Ha sido Allen Frances quien más consecuentemente advirtió sobre cómo la visión “espectral” (por ejemplo, aplicada al espectro autista, bipolar o desatencional) contribuye a una “inapropiada medicalización de los problemas de la vida diaria”, avanzando sobre condiciones aun no probadas (por ejemplo, la utilización de antipsicóticos en el ya mencionado “psychosis risk syndrome”.

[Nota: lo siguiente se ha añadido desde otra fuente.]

//! The forecast driver: advance one member by one model step.

use tracing::debug;

use sift_core::{State, ValidationError};
use sift_math::{prediction_stream, NoiseModel};
use sift_model::{Model, Phase, StepContext};

use crate::error::EngineError;

/// Parameters for one prediction step.
#[derive(Clone, Debug)]
pub struct PredictParams {
    /// Experiment name the state must carry.
    pub name: String,
    /// Base seed of the run.
    pub seed: u64,
    /// State dimension `k`.
    pub state_dim: usize,
    /// Process-noise covariance `Q`; absent means a zero noise vector.
    pub process_noise: NoiseModel,
}

fn validate(params: &PredictParams, state: &State) -> Result<(), EngineError> {
    state.validate()?;

    if params.state_dim == 0 {
        return Err(ValidationError::ZeroDimension { field: "k" }.into());
    }
    if state.x.len() != params.state_dim {
        return Err(ValidationError::StateSizeMismatch {
            expected: params.state_dim,
            found: state.x.len(),
        }
        .into());
    }
    if state.name != params.name {
        return Err(ValidationError::NameMismatch {
            expected: params.name.clone(),
            found: state.name.clone(),
        }
        .into());
    }
    Ok(())
}

/// Advance `state` by one forward-model step, in place.
///
/// The process-noise draw comes from a stream derived from the base
/// seed, the member id, and the current `sys_tim`, so per-member
/// invocations are reproducible in any order. With `Q` absent the model
/// receives a zero noise vector and the step is fully deterministic.
///
/// On success `sys_tim` advances by one; `obs_tim` is untouched.
///
/// # Errors
///
/// [`EngineError::Validation`] before any model call;
/// [`EngineError::Model`] if the model rejects the step, in which case
/// `sys_tim` is not advanced and the state must not be persisted.
pub fn advance(
    params: &PredictParams,
    state: &mut State,
    model: &mut dyn Model,
) -> Result<(), EngineError> {
    validate(params, state)?;

    let noise = if params.process_noise.is_absent() {
        vec![0.0; params.state_dim]
    } else {
        let mut rng = prediction_stream(params.seed, state.id, state.sys_tim);
        let w = params
            .process_noise
            .sample(params.state_dim, 1, &mut rng);
        w.column(0).iter().copied().collect()
    };

    let ctx = StepContext::new(state.id, state.sys_tim, Phase::Predict);
    debug!(id = state.id, sys_tim = state.sys_tim, "advancing member");
    model.predict(&mut state.x, &noise, &ctx)?;
    state.sys_tim += 1;
    Ok(())
}

#[cfg(test)]
mod tests {
    use super::*;
    use sift_test_utils::fixtures::member_at;
    use sift_test_utils::{FailingModel, RecordingModel, ShiftModel};

    fn params(noise: NoiseModel) -> PredictParams {
        PredictParams {
            name: "demo".to_owned(),
            seed: 7,
            state_dim: 2,
            process_noise: noise,
        }
    }

    #[test]
    fn advances_state_and_sys_tim() {
        let mut state = member_at("demo", 0, 3, 3, vec![1.0, 2.0]);
        let mut model = ShiftModel::new(0.5);
        advance(&params(NoiseModel::Absent), &mut state, &mut model).unwrap();
        assert_eq!(state.x, vec![1.5, 2.5]);
        assert_eq!(state.sys_tim, 4);
        assert_eq!(state.obs_tim, 3);
    }

    #[test]
    fn absent_process_noise_is_all_zeros() {
        let mut state = member_at("demo", 1, 0, 0, vec![0.0, 0.0]);
        let mut model = RecordingModel::new();
        advance(&params(NoiseModel::Absent), &mut state, &mut model).unwrap();
        assert_eq!(model.calls[0].noise, vec![0.0, 0.0]);
        assert_eq!(model.calls[0].ctx, StepContext::new(1, 0, Phase::Predict));
    }

    #[test]
    fn noise_is_reproducible_per_member_and_time() {
        let q = NoiseModel::parse("Q", &[1.0, 1.0], 2).unwrap();

        let mut a = member_at("demo", 2, 5, 5, vec![0.0, 0.0]);
        let mut ma = RecordingModel::new();
        advance(&params(q.clone()), &mut a, &mut ma).unwrap();

        let mut b = member_at("demo", 2, 5, 5, vec![0.0, 0.0]);
        let mut mb = RecordingModel::new();
        advance(&params(q.clone()), &mut b, &mut mb).unwrap();

        assert_eq!(ma.calls[0].noise, mb.calls[0].noise);
        assert!(ma.calls[0].noise.iter().any(|w| *w != 0.0));

        // A different member at the same time draws differently.
        let mut c = member_at("demo", 3, 5, 5, vec![0.0, 0.0]);
        let mut mc = RecordingModel::new();
        advance(&params(q), &mut c, &mut mc).unwrap();
        assert_ne!(ma.calls[0].noise, mc.calls[0].noise);
    }

    #[test]
    fn model_failure_does_not_advance_time() {
        let mut state = member_at("demo", 0, 2, 2, vec![1.0, 1.0]);
        let mut model = FailingModel::new(0);
        let err = advance(&params(NoiseModel::Absent), &mut state, &mut model).unwrap_err();
        assert!(matches!(err, EngineError::Model(_)));
        assert_eq!(state.sys_tim, 2);
    }

    #[test]
    fn rejects_wrong_state_size() {
        let mut state = member_at("demo", 0, 0, 0, vec![1.0, 2.0, 3.0]);
        let mut model = ShiftModel::new(1.0);
        assert!(matches!(
            advance(&params(NoiseModel::Absent), &mut state, &mut model).unwrap_err(),
            EngineError::Validation(ValidationError::StateSizeMismatch { .. })
        ));
    }

    #[test]
    fn rejects_wrong_name() {
        let mut state = member_at("other", 0, 0, 0, vec![1.0, 2.0]);
        let mut model = ShiftModel::new(1.0);
        assert!(matches!(
            advance(&params(NoiseModel::Absent), &mut state, &mut model).unwrap_err(),
            EngineError::Validation(ValidationError::NameMismatch { .. })
        ));
    }
}
//! Parameter-file schemas, one per command.
//!
//! Field names mirror the on-disk JSON exactly, including the
//! conventional uppercase matrix names (`N`, `Q`, `R`, `H`, `V0`).
//! Covariances and the observation operator arrive as flat vectors and
//! are dispatched on length exactly once, here, on the way into the
//! engine's typed parameter structs.

use std::path::Path;

use serde::de::DeserializeOwned;
use serde::Deserialize;

use sift_engine::{AnalysisParams, InitParams, ObsgenParams, PredictParams};
use sift_math::{MathError, NoiseModel, ObservationOperator};

use crate::error::IoError;
use crate::filename::expand_sequence;
use crate::json::read_merged;

/// Expand each `--param` argument and deserialize the shallow merge of
/// every resulting file.
///
/// # Errors
///
/// Any expansion or read failure, or [`IoError::InvalidParams`] when
/// the merged object does not fit the schema.
pub fn load_params<T: DeserializeOwned>(patterns: &[String]) -> Result<T, IoError> {
    let mut files = Vec::new();
    for pattern in patterns {
        files.extend(expand_sequence(pattern)?);
    }
    let merged = read_merged(&files)?;
    serde_json::from_value(merged).map_err(|e| IoError::InvalidParams {
        detail: e.to_string(),
    })
}

/// Read one record file (state or observation).
///
/// # Errors
///
/// As [`crate::json::read_record`].
pub fn load_record<T: DeserializeOwned>(path: &Path) -> Result<T, IoError> {
    crate::json::read_record(path)
}

/// `init` parameter file.
#[derive(Clone, Debug, Deserialize)]
pub struct InitParamFile {
    /// Experiment name.
    pub name: String,
    /// Base seed of the run.
    pub seed: u64,
    /// Ensemble size.
    #[serde(rename = "N")]
    pub members: usize,
    /// State dimension.
    pub k: usize,
    /// Initial mean, length `k`.
    pub x0: Vec<f64>,
    /// Per-component initial variances, length `k`.
    #[serde(rename = "V0")]
    pub v0: Vec<f64>,
}

impl InitParamFile {
    /// Convert into the engine's parameter struct.
    pub fn into_params(self) -> InitParams {
        InitParams {
            name: self.name,
            seed: self.seed,
            members: self.members,
            state_dim: self.k,
            mean: self.x0,
            variance: self.v0,
        }
    }
}

/// `predict` parameter file. `Q` is optional; absent means a zero
/// noise vector.
#[derive(Clone, Debug, Deserialize)]
pub struct PredictParamFile {
    /// Experiment name.
    pub name: String,
    /// Base seed of the run.
    pub seed: u64,
    /// State dimension.
    pub k: usize,
    /// Process-noise covariance as a flat vector (length `k` or `k²`).
    #[serde(rename = "Q", default)]
    pub q: Vec<f64>,
}

impl PredictParamFile {
    /// Parse `Q` and convert into the engine's parameter struct.
    ///
    /// # Errors
    ///
    /// [`MathError::NoiseShape`] when `Q` has a length other than 0,
    /// `k`, or `k²`.
    pub fn into_params(self) -> Result<PredictParams, MathError> {
        let process_noise = NoiseModel::parse("Q", &self.q, self.k)?;
        Ok(PredictParams {
            name: self.name,
            seed: self.seed,
            state_dim: self.k,
            process_noise,
        })
    }
}

/// `obsgen` parameter file. The seed is part of the uniform schema but
/// unused; the truth trajectory is noise-free.
#[derive(Clone, Debug, Deserialize)]
pub struct ObsgenParamFile {
    /// Experiment name.
    pub name: String,
    /// Base seed of the run.
    pub seed: u64,
    /// Number of forward steps.
    pub t: usize,
    /// State dimension.
    pub k: usize,
    /// Observation dimension.
    pub l: usize,
    /// True initial state, length `k`.
    pub x0: Vec<f64>,
    /// Observation operator as a flat vector (length `l·k`); absent
    /// means the identity.
    #[serde(rename = "H", default)]
    pub h: Vec<f64>,
}

impl ObsgenParamFile {
    /// Parse `H` and convert into the engine's parameter struct.
    ///
    /// # Errors
    ///
    /// [`MathError::OperatorShape`] when `H` has a length other than 0
    /// or `l·k`.
    pub fn into_params(self) -> Result<ObsgenParams, MathError> {
        let operator = ObservationOperator::parse(&self.h, self.l, self.k)?;
        Ok(ObsgenParams {
            name: self.name,
            steps: self.t,
            state_dim: self.k,
            obs_dim: self.l,
            truth: self.x0,
            operator,
        })
    }
}

/// `filter` parameter file. `R` and `H` are optional.
#[derive(Clone, Debug, Deserialize)]
pub struct FilterParamFile {
    /// Experiment name.
    pub name: String,
    /// Base seed of the run.
    pub seed: u64,
    /// Ensemble size.
    #[serde(rename = "N")]
    pub members: usize,
    /// State dimension.
    pub k: usize,
    /// Observation dimension.
    pub l: usize,
    /// Observation-noise covariance as a flat vector (length `l` or
    /// `l²`); absent means zero.
    #[serde(rename = "R", default)]
    pub r: Vec<f64>,
    /// Observation operator as a flat vector (length `l·k`); absent
    /// means the identity.
    #[serde(rename = "H", default)]
    pub h: Vec<f64>,
}

impl FilterParamFile {
    /// Parse `R` and `H` and convert into the engine's parameter struct.
    ///
    /// # Errors
    ///
    /// [`MathError::NoiseShape`] or [`MathError::OperatorShape`] for
    /// flat vectors of the wrong length.
    pub fn into_params(self) -> Result<AnalysisParams, MathError> {
        let obs_noise = NoiseModel::parse("R", &self.r, self.l)?;
        let operator = ObservationOperator::parse(&self.h, self.l, self.k)?;
        Ok(AnalysisParams {
            name: self.name,
            seed: self.seed,
            members: self.members,
            state_dim: self.k,
            obs_dim: self.l,
            obs_noise,
            operator,
        })
    }
}

#[cfg(test)]
mod tests {
    use super::*;
    use std::fs;

    #[test]
    fn init_schema_uses_the_conventional_names() {
        let text = r#"{
            "name": "lorenz",
            "seed": 42,
            "N": 16,
            "k": 3,
            "x0": [1.0, 2.0, 3.0],
            "V0": [0.1, 0.1, 0.1]
        }"#;
        let file: InitParamFile = serde_json::from_str(text).unwrap();
        let params = file.into_params();
        assert_eq!(params.members, 16);
        assert_eq!(params.variance, vec![0.1, 0.1, 0.1]);
    }

    #[test]
    fn predict_q_is_optional() {
        let text = r#"{"name": "lorenz", "seed": 1, "k": 2}"#;
        let file: PredictParamFile = serde_json::from_str(text).unwrap();
        let params = file.into_params().unwrap();
        assert!(params.process_noise.is_absent());
    }

    #[test]
    fn predict_q_of_wrong_length_is_rejected() {
        let text = r#"{"name": "lorenz", "seed": 1, "k": 2, "Q": [1.0, 2.0, 3.0]}"#;
        let file: PredictParamFile = serde_json::from_str(text).unwrap();
        assert!(matches!(
            file.into_params().unwrap_err(),
            MathError::NoiseShape { what: "Q", .. }
        ));
    }

    #[test]
    fn filter_r_dispatches_diagonal_and_full() {
        let diag = r#"{"name": "a", "seed": 0, "N": 4, "k": 3, "l": 2, "R": [1.0, 2.0]}"#;
        let file: FilterParamFile = serde_json::from_str(diag).unwrap();
        assert!(matches!(
            file.into_params().unwrap().obs_noise,
            NoiseModel::Diagonal(_)
        ));

        let full = r#"{"name": "a", "seed": 0, "N": 4, "k": 3, "l": 2,
                       "R": [1.0, 0.0, 0.0, 2.0]}"#;
        let file: FilterParamFile = serde_json::from_str(full).unwrap();
        assert!(matches!(
            file.into_params().unwrap().obs_noise,
            NoiseModel::Full(_)
        ));
    }

    #[test]
    fn obsgen_h_defaults_to_identity() {
        let text = r#"{"name": "twin", "seed": 3, "t": 10, "k": 3, "l": 2,
                       "x0": [0.0, 0.0, 0.0]}"#;
        let file: ObsgenParamFile = serde_json::from_str(text).unwrap();
        let params = file.into_params().unwrap();
        assert_eq!(params.operator, ObservationOperator::Identity);
        assert_eq!(params.steps, 10);
    }

    #[test]
    fn missing_required_fields_fail_deserialization() {
        let text = r#"{"name": "lorenz", "seed": 1}"#;
        assert!(serde_json::from_str::<InitParamFile>(text).is_err());
    }

    #[test]
    fn params_merge_across_files() {
        let dir = tempfile::tempdir().unwrap();
        let base = dir.path().join("base.json");
        let seed = dir.path().join("seed.json");
        fs::write(
            &base,
            r#"{"name": "demo", "seed": 0, "N": 2, "k": 1, "x0": [0.0], "V0": [1.0]}"#,
        )
        .unwrap();
        fs::write(&seed, r#"{"seed": 99}"#).unwrap();

        let file: InitParamFile = load_params(&[
            base.to_str().unwrap().to_owned(),
            seed.to_str().unwrap().to_owned(),
        ])
        .unwrap();
        assert_eq!(file.seed, 99);
        assert_eq!(file.name, "demo");
    }

    #[test]
    fn schema_mismatch_is_an_invalid_params_error() {
        let dir = tempfile::tempdir().unwrap();
        let path = dir.path().join("p.json");
        fs::write(&path, r#"{"name": "demo"}"#).unwrap();
        let err =
            load_params::<InitParamFile>(&[path.to_str().unwrap().to_owned()]).unwrap_err();
        assert!(matches!(err, IoError::InvalidParams { .. }));
    }
}
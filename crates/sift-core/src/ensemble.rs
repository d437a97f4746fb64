//! The [`Ensemble`] collection and its id/shape invariants.

use crate::error::ValidationError;
use crate::record::State;

/// An ordered set of ensemble members sharing one experiment.
///
/// Construction enforces the invariants every assimilation operation
/// relies on: all members validate individually, share one name and one
/// state length, and their ids cover `0..N-1` exactly once. The id is
/// the column index each member occupies in the anomaly matrix.
#[derive(Clone, Debug, PartialEq)]
pub struct Ensemble {
    members: Vec<State>,
}

impl Ensemble {
    /// Build an ensemble from loose member records, checking invariants.
    ///
    /// Member order is preserved; ids need not arrive sorted.
    ///
    /// # Errors
    ///
    /// Returns a [`ValidationError`] if the collection is empty, any
    /// member fails [`State::validate`], names or state lengths differ
    /// between members, or the ids are not a permutation of `0..N-1`.
    pub fn from_members(members: Vec<State>) -> Result<Self, ValidationError> {
        if members.is_empty() {
            return Err(ValidationError::EmptyEnsemble);
        }

        for member in &members {
            member.validate()?;
        }

        let name = &members[0].name;
        let k = members[0].x.len();
        for member in &members[1..] {
            if member.name != *name {
                return Err(ValidationError::NameMismatch {
                    expected: name.clone(),
                    found: member.name.clone(),
                });
            }
            if member.x.len() != k {
                return Err(ValidationError::StateSizeMismatch {
                    expected: k,
                    found: member.x.len(),
                });
            }
        }

        let n = members.len();
        let mut seen = vec![false; n];
        for member in &members {
            let id = member.id as usize;
            if id >= n {
                return Err(ValidationError::NonContiguousIds { members: n });
            }
            if seen[id] {
                return Err(ValidationError::DuplicateId { id: member.id });
            }
            seen[id] = true;
        }

        Ok(Self { members })
    }

    /// Number of members, `N`.
    pub fn len(&self) -> usize {
        self.members.len()
    }

    /// Always false; construction rejects empty ensembles.
    pub fn is_empty(&self) -> bool {
        self.members.is_empty()
    }

    /// State dimension `k` shared by every member.
    pub fn state_dim(&self) -> usize {
        self.members[0].x.len()
    }

    /// Experiment name shared by every member.
    pub fn name(&self) -> &str {
        &self.members[0].name
    }

    /// Shared read access to the members in their original order.
    pub fn members(&self) -> &[State] {
        &self.members
    }

    /// Mutable access to the members.
    ///
    /// Callers must preserve the construction invariants; the engine
    /// only rewrites `x` vectors in place and bumps timestamps.
    pub fn members_mut(&mut self) -> &mut [State] {
        &mut self.members
    }

    /// Consume the ensemble, yielding the member records for persistence.
    pub fn into_members(self) -> Vec<State> {
        self.members
    }
}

De lo contrario, tal como viene advirtiendo este autor, la psiquiatría deberá definir si acuerda con intervenciones que apunten a ayudar a la gente a enfrentar elaborativa y creativamente el sufrimiento de la vida cotidiana y las limitaciones del cuerpo o bien se pone del lado de acercarlos a un ideal de perfección a través de potenciar sus posibilidades al máximo a través de la neuroquímica.
El valor de un enfoque dimensional donde las fronteras entre lo normal y lo patológico son borrosas podría ser el de reflejar más fielmente ese continuum y resaltar lo convencional de nuestras delimitaciones. Pero al impactar en la práctica a través de nombres y clasificaciones, traerá una enorme discusión que no solo involucra a pacientes y profesionales, niños y psiquiatras, sino a gobiernos y sistemas de seguridad social y seguros. Pierre Jo-seph resume esta preocupación genuina: “Es nuestro destino colectivo que las discusiones éticas sobre lo que puede ocurrir se convierten rápidamente en discusiones prácticas sobre lo que está ocurriendo”.
Debemos permitirnos la posibilidad de repensar los nombres del malestar en el vivir de los niños y sus familias. Plantea despegar de etiquetas y rótulos fundados en paradigmas promocionados como “nuevos” que poco innovan y generan una deriva cuasi predeterminada y tantas veces invalidante o discapacitante, frente a la que solo cabe, en dosis diversas, reeducación, medicación, adaptación y resignación.
El paradigma categorial desembocó en una tendencia medicalizante, en la creación de entidades biogenéticas descontextuadas del entorno y la época (como el ADD, el trastorno bipolar infantil y el TGD). Ahora el paradigma dimensional avanza sobre el mismo territorio con una tendencia patologizante, legitimando intervenciones sobre niños que resultan englobados en nuevos “espectros” diagnósticos. Ambos deben ser revisados teóricamente y desmantelados prácticamente. En ambos casos los envases renovados no alcanzan a disimular lo antiguo (y parecido) del contenido.
La propuesta es contribuir a pasar de esa resignación tecnocrática a una re-signación. Re-signar es renombrar. Es volver a nombrar. Y permite pasar de los nombres impropios difundidos y canonizados a otros nombres menos imprecisos, más apropiados y apropiables, que recuperen lo mejor del legado del psicoanálisis y sean acordes con una ética que no renuncie jamás a buscar posibilidades, aun cuando estas sean ínfimas, ni a confrontar con las apariencias de lo imposible. Nombres que nos permitan forjarnos como creadores de posibilidades.
Y que, como trabajadores del campo de la salud mental, nos alejen de ser esos personajes fatalistas que espetan: “Su hijo es ADD, TGD, TOD o Bipolar y lo será de por vida. Y tomará medicamentos por ello”. Nos toca abrir un claro en esa espesura tecnocrática para que tengan lugar el acontecimiento y la sorpresa. Para que la travesura se convierta en travesía y descubrimiento y no mero avatar de moléculas.
Borges decía que “el deber de cada uno es dar con su voz”. ¿Cómo podríamos con-tribuir a que nuestros pacientes lo hagan si la nuestra queda ubicada al pie de estas letras?